An especially relevant topic for me this year, since my youngest is coming to terms with the non-existance of Santa this year.
First of all, there is no decision to make with regards to whether your kid will get the Santa indoctrination. Unless you very carefully monitor their TV use, Santa is ubiquitous enough that they are going to have to deal with the message. Heck, Santa is in the mall, on the streetcorner, in 90% of the sitcoms, in carols, on TV and radio commercials, and on 942,736,387,388,655,901 different decorations. (I counted.) So the choice seems to be one of “Shall I play along with this or not?” since the message is going to be received regardless.

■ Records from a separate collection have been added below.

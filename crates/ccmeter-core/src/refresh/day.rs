//! Local calendar day rollover trigger

use super::{TriggerHandle, TriggerKind, TriggerSource};
use crate::clock::Clock;
use crate::error::CoreError;
use ccmeter_types::RefreshReason;
use chrono::NaiveDate;
use std::sync::Arc;
use std::time::Duration;
use tokio::sync::mpsc;
use tokio::time::{interval_at, Instant, MissedTickBehavior};
use tracing::{debug, info};

/// Remembers the last observed local date
#[derive(Debug, Clone, Copy, PartialEq, Eq)]
pub struct DayTracker {
    current: NaiveDate,
}

impl DayTracker {
    pub fn new(today: NaiveDate) -> Self {
        Self { current: today }
    }

    pub fn current(&self) -> NaiveDate {
        self.current
    }

    /// Record `today`; returns `true` when it differs from the last date
    pub fn observe(&mut self, today: NaiveDate) -> bool {
        if today == self.current {
            return false;
        }
        self.current = today;
        true
    }
}

/// Emits [`RefreshReason::DayChange`] when the local date rolls over
pub struct DayChangeTrigger {
    check_interval: Duration,
    clock: Arc<dyn Clock>,
}

impl DayChangeTrigger {
    pub fn new(check_interval: Duration, clock: Arc<dyn Clock>) -> Self {
        Self {
            check_interval,
            clock,
        }
    }
}

impl TriggerSource for DayChangeTrigger {
    fn kind(&self) -> TriggerKind {
        TriggerKind::DayChange
    }

    fn spawn(self: Box<Self>, tx: mpsc::Sender<RefreshReason>) -> Result<TriggerHandle, CoreError> {
        if self.check_interval.is_zero() {
            return Err(CoreError::InvalidConfig {
                message: "day check interval must be positive".to_string(),
            });
        }

        let (shutdown_tx, mut shutdown_rx) = mpsc::channel::<()>(1);
        let period = self.check_interval;
        let clock = self.clock;

        let task = tokio::spawn(async move {
            let mut tracker = DayTracker::new(clock.today());
            let mut ticker = interval_at(Instant::now() + period, period);
            ticker.set_missed_tick_behavior(MissedTickBehavior::Skip);

            loop {
                tokio::select! {
                    _ = ticker.tick() => {
                        if tracker.observe(clock.today()) {
                            info!(date = %tracker.current(), "Local day changed");
                            if tx.send(RefreshReason::DayChange).await.is_err() {
                                break;
                            }
                        }
                    }
                    _ = shutdown_rx.recv() => {
                        debug!("Day-change trigger shutting down");
                        break;
                    }
                }
            }
        });

        Ok(TriggerHandle::new(shutdown_tx, task))
    }
}

#[cfg(test)]
mod tests {
    use super::*;
    use crate::clock::FixedClock;
    use chrono::{TimeZone, Utc};

    fn date(d: u32) -> NaiveDate {
        NaiveDate::from_ymd_opt(2026, 3, d).unwrap()
    }

    #[test]
    fn test_day_tracker_reports_rollover_once() {
        let mut tracker = DayTracker::new(date(1));
        assert!(!tracker.observe(date(1)));
        assert!(tracker.observe(date(2)));
        assert!(!tracker.observe(date(2)));
        assert_eq!(tracker.current(), date(2));
    }

    #[tokio::test(start_paused = true)]
    async fn test_trigger_emits_on_rollover() {
        let clock = Arc::new(FixedClock::new(
            Utc.with_ymd_and_hms(2026, 3, 1, 12, 0, 0).unwrap(),
        ));
        let (tx, mut rx) = mpsc::channel(8);
        let handle = Box::new(DayChangeTrigger::new(Duration::from_secs(30), clock.clone()))
            .spawn(tx)
            .unwrap();

        tokio::time::sleep(Duration::from_secs(31)).await;
        assert!(rx.try_recv().is_err());

        clock.advance(chrono::Duration::days(1));
        tokio::time::sleep(Duration::from_secs(30)).await;
        assert_eq!(rx.try_recv().ok(), Some(RefreshReason::DayChange));

        tokio::time::sleep(Duration::from_secs(30)).await;
        assert!(rx.try_recv().is_err());

        handle.stop().await;
    }
}
//! Value types produced by the ingestion engine

pub mod block;
pub mod record;
pub mod refresh;
pub mod summary;
pub mod tokens;

pub use block::{BurnRate, ProjectedUsage, SessionBlock};
pub use record::UsageRecord;
pub use refresh::RefreshReason;
pub use summary::{DailyUsage, HistoryResult, LoadResult, ModelUsage, ProjectUsage, TodayResult};
pub use tokens::TokenCounts;
//! Content-hash deduplication across files and polls
//!
//! The same log line can show up twice: copied into a rotated file, or read
//! again after a file's mtime bumped. The filter keeps every hash seen for the
//! process lifetime (or until the cache is invalidated).

use std::collections::HashSet;

#[derive(Debug, Default, Clone)]
pub struct DedupFilter {
    seen: HashSet<String>,
}

impl DedupFilter {
    pub fn new() -> Self {
        Self::default()
    }

    /// Record `hash`; returns `true` if it was not seen before
    pub fn insert(&mut self, hash: impl Into<String>) -> bool {
        self.seen.insert(hash.into())
    }

    pub fn contains(&self, hash: &str) -> bool {
        self.seen.contains(hash)
    }

    pub fn len(&self) -> usize {
        self.seen.len()
    }

    pub fn is_empty(&self) -> bool {
        self.seen.is_empty()
    }

    pub fn clear(&mut self) {
        self.seen.clear();
    }
}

IMHO, there is a price to be paid for the belief in Santa, but it is a small one. My youngest is 2 months shy of turning 7, and this year began to raise serious doubts about the whole Santa mythos. When asked point blank i the face of her doubts about whether reindeer could really fly, Santa could really live at the North Pole, and so forth, we had to tell her that there was indeed no Santa. Needless to say, she was disappointed, and a little angry. She does not really understand why adults lie to little kids about Santa, and it’s hard to articulate. In the end though, her Christmas was not ruined, nor her little heart shattered. By the time she was ready to hear that Santa wasn’t real, she was old enough to handle the idea, which is IMHO the way the deck is usually going to stack. The thing we were worried about was that she was going to go to school and inform all her friends about Santa’s nonexistence, which really ought to be the purview of the parents.
There’s definitely a tradeoff involved, but in the end I think it’s worth it. Small children believe in magic naturally, even without fairy tales being spoon-fed to them by adults, which any reading of Piaget or even casual observation will reveal. Kids’ play and entertainment are geared toward magical thinking in such a way that the world they live in truly is wondrous in ways we poor adults can appreciate only vicariously. The Santa mythos is one that manages to capitalize on this type of thinking in a shared way, and while disillusionment will be visited on them throughout their lives, the awe and wonder of a Santa visitation is available only for a few brief years. Let them have their Christmas magic while they can I say. The cost is small and the benefits are priceless.